Doing something because ‘that’s how you were trained’ is not a good enough reason. Patients used to stay for days in the hospital after a joint replacement. Turns out, your chances of getting that joint infected are lower if you leave sooner. We used to prescribe dozens of Percocet after orthopaedic surgeries. But until you look and see that some patients take 3, or 1, or zero pills, you won’t start to question what’s actually needed for most patients.
Lesson 6: Be willing to change your own protocol.

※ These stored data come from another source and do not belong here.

//! Router and HTTP server

use crate::handlers;
use crate::state::AppState;
use anyhow::Result;
use axum::Router;
use axum::routing::get;
use std::net::SocketAddr;
use tower_http::cors::CorsLayer;
use tower_http::trace::TraceLayer;
use tracing::info;

/// Build the router
///
/// Routes are served at the root and again under `/api`.
pub fn app_router(state: AppState) -> Router {
    let routes = Router::new()
        .route("/market-data", get(handlers::market_data))
        .route(
            "/ai-analyze",
            get(handlers::analysis_status).post(handlers::analyze),
        );

    Router::new()
        .merge(routes.clone())
        .nest("/api", routes)
        .layer(TraceLayer::new_for_http())
        .layer(CorsLayer::permissive())
        .with_state(state)
}

/// Serve until the process is stopped
pub async fn serve(state: AppState, addr: SocketAddr) -> Result<()> {
    info!("Registering routes:");
    info!("  GET  /market-data?symbol=XAUUSD");
    info!("  POST /ai-analyze");
    info!("  GET  /ai-analyze");

    let listener = tokio::net::TcpListener::bind(addr).await?;
    info!(%addr, "Server listening");
    axum::serve(listener, app_router(state)).await?;
    Ok(())
}

#[cfg(test)]
mod tests {
    use super::*;
    use crate::testing::{offline_quotes, offline_state};
    use async_trait::async_trait;
    use axum::body::{Body, to_bytes};
    use axum::http::{Request, StatusCode};
    use infinity_analysis::{AnalysisClient, AnalysisConfig};
    use infinity_llm::{
        CompletionRequest, CompletionResponse, LLMProvider, Message, StopReason, TokenUsage,
    };
    use mockall::mock;
    use serde_json::{Value, json};
    use std::sync::Arc;
    use tower::ServiceExt;

    mock! {
        Provider {}

        #[async_trait]
        impl LLMProvider for Provider {
            async fn complete(&self, request: CompletionRequest) -> infinity_llm::Result<CompletionResponse>;
            async fn health_check(&self) -> infinity_llm::Result<()>;
            fn name(&self) -> &str;
        }
    }

    fn app(analysis: AnalysisClient) -> Router {
        app_router(AppState::new(offline_quotes(), analysis))
    }

    fn offline_app() -> Router {
        app_router(offline_state())
    }

    async fn body_json(response: axum::response::Response) -> Value {
        let bytes = to_bytes(response.into_body(), usize::MAX).await.unwrap();
        serde_json::from_slice(&bytes).unwrap()
    }

    fn post(uri: &str, body: &'static str) -> Request<Body> {
        Request::builder()
            .method("POST")
            .uri(uri)
            .header("content-type", "application/json")
            .body(Body::from(body))
            .unwrap()
    }

    #[tokio::test]
    async fn test_market_data_normalizes_symbol() {
        let response = offline_app()
            .oneshot(
                Request::builder()
                    .uri("/market-data?symbol=%20xauusd")
                    .body(Body::empty())
                    .unwrap(),
            )
            .await
            .unwrap();
        assert_eq!(response.status(), StatusCode::OK);

        let json = body_json(response).await;
        assert_eq!(json["symbol"], "XAUUSD");
        assert_eq!(json["price"], 2485.5);
        assert_eq!(json["source"], "Mock Data (API limit)");
        assert!(json.get("open").is_none());
    }

    #[tokio::test]
    async fn test_routes_mounted_under_api() {
        let response = offline_app()
            .oneshot(Request::builder().uri("/api/market-data").body(Body::empty()).unwrap())
            .await
            .unwrap();
        assert_eq!(response.status(), StatusCode::OK);
        assert_eq!(body_json(response).await["symbol"], "XAUUSD");
    }

    #[tokio::test]
    async fn test_analyze_unparsable_body_gets_fallback() {
        let response = offline_app()
            .oneshot(post("/api/ai-analyze", "{{{"))
            .await
            .unwrap();
        assert_eq!(response.status(), StatusCode::OK);

        let json = body_json(response).await;
        assert_eq!(json["bias"], "bullish");
        assert_eq!(json["confidence"], 75);
        assert_eq!(
            json["summary"],
            "XAUUSD showing bullish momentum. Watch key levels for entry opportunities."
        );
        assert_eq!(json["keyLevels"][0], json!({ "price": 2485.0, "type": "support" }));
    }

    #[tokio::test]
    async fn test_analyze_null_level_keeps_symbol() {
        let response = offline_app()
            .oneshot(post(
                "/ai-analyze",
                r#"{"symbol":"BTCUSD","timeframe":"H4","fibLevels":{"0.5":null},"prompt":"Scalp plan"}"#,
            ))
            .await
            .unwrap();

        let json = body_json(response).await;
        assert_eq!(
            json["summary"],
            "BTCUSD showing bullish momentum. Watch key levels for entry opportunities."
        );
    }

    #[tokio::test]
    async fn test_analyze_live_path() {
        let mut provider = MockProvider::new();
        provider
            .expect_complete()
            .withf(|req| {
                let text = &req.messages[0].content;
                text.starts_with("AI trading analysis for BTCUSD on H4 timeframe.")
                    && text.contains("\"0.5\":65000")
            })
            .times(1)
            .returning(|_| {
                Ok(CompletionResponse {
                    message: Message::assistant(
                        r#"{"bias":"bearish","confidence":40,"keyLevels":[],"scenarios":["Fade rallies"],"summary":"Weak."}"#,
                    ),
                    stop_reason: StopReason::EndTurn,
                    usage: TokenUsage::default(),
                })
            });

        let client = AnalysisClient::new(Arc::new(provider), AnalysisConfig::default());
        let response = app(client)
            .oneshot(post(
                "/ai-analyze",
                r#"{"symbol":"BTCUSD","timeframe":"H4","swingHigh":70000,"swingLow":60000}"#,
            ))
            .await
            .unwrap();

        let json = body_json(response).await;
        assert_eq!(json["bias"], "bearish");
        assert_eq!(json["confidence"], 40);
    }

    #[tokio::test]
    async fn test_status_endpoint() {
        let response = offline_app()
            .oneshot(Request::builder().uri("/ai-analyze").body(Body::empty()).unwrap())
            .await
            .unwrap();
        let json = body_json(response).await;
        assert_eq!(
            json,
            json!({ "status": "live", "openai": "unconfigured", "model": "gpt-4o-mini" })
        );
    }

    #[tokio::test]
    async fn test_cors_is_permissive() {
        let response = offline_app()
            .oneshot(
                Request::builder()
                    .uri("/market-data")
                    .header("origin", "https://example.com")
                    .body(Body::empty())
                    .unwrap(),
            )
            .await
            .unwrap();
        assert_eq!(
            response.headers()["access-control-allow-origin"],
            "*"
        );
    }
}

Once you’ve invited the expertise of other stakeholders to form a multidisciplinary team, listen to their advice and feedback. It’s great to have a well-researched, literature-supported, well thought out protocol. But never marry yourself to the way you’re doing something. Having the humility to admit that someone else might have a better idea will stand you in good stead. The protocol is not written in stone. Letting patients know that you will make every effort to control their pain goes a long way to making them comfortable going forward with an opioid free protocol. After all, the focus is on service. This flexibility mitigates the fear of uncertainty. We’ve all survived every second of pain we’ve ever suffered, but future pain represents an unknown. No one wants to be home, alone, in pain, and without options. Just knowing that they have the option of stronger pain medication is enough to allay these fears. I say just the knowledge is enough because zero patients in our cohort of ACL reconstructions in patients under 25 years of age have needed a rescue opioid prescription. Zero. And their pain scores have actually been lower. No opioids. Less pain.